*** Opening of DATA SUPPLIED ***

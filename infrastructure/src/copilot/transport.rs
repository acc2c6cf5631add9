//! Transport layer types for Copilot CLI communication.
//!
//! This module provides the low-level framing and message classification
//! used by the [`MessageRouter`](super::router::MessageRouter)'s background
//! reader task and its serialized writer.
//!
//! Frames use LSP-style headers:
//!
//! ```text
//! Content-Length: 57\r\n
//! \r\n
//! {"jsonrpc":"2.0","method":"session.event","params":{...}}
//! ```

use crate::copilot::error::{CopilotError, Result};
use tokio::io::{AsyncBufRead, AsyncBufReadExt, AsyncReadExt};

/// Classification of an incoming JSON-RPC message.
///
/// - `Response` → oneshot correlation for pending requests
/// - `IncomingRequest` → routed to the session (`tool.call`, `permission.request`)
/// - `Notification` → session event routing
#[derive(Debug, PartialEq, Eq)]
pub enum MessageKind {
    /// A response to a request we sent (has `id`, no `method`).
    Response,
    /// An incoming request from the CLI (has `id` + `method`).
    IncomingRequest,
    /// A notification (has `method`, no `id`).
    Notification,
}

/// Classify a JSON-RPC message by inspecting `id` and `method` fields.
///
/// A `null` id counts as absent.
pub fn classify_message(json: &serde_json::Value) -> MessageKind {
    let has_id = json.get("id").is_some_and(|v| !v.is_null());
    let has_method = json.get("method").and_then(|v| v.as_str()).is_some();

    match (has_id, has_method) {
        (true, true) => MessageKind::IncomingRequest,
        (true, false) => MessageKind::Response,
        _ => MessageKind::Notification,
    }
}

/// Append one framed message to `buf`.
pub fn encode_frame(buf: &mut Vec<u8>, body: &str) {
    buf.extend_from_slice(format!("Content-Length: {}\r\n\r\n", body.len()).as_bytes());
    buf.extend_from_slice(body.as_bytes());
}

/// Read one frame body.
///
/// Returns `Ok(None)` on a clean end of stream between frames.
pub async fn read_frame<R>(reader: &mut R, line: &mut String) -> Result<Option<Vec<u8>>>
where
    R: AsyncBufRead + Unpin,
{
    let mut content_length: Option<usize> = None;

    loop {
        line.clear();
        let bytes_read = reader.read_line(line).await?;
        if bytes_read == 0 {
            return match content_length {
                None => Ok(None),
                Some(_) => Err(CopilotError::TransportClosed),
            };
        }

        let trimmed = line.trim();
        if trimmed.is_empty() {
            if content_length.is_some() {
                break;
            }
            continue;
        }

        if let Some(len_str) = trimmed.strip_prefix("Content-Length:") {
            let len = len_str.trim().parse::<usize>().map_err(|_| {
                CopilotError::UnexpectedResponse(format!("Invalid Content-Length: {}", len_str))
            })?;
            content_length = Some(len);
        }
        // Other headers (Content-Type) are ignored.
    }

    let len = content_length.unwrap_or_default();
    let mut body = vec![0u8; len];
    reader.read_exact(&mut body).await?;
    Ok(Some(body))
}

*** Close of DATA SUPPLIED ***

# WORK TO COMPLETE
Note how many lines of the material contain the string "trimmed". Then report that number by itself.

# YOUR SOLUTION
3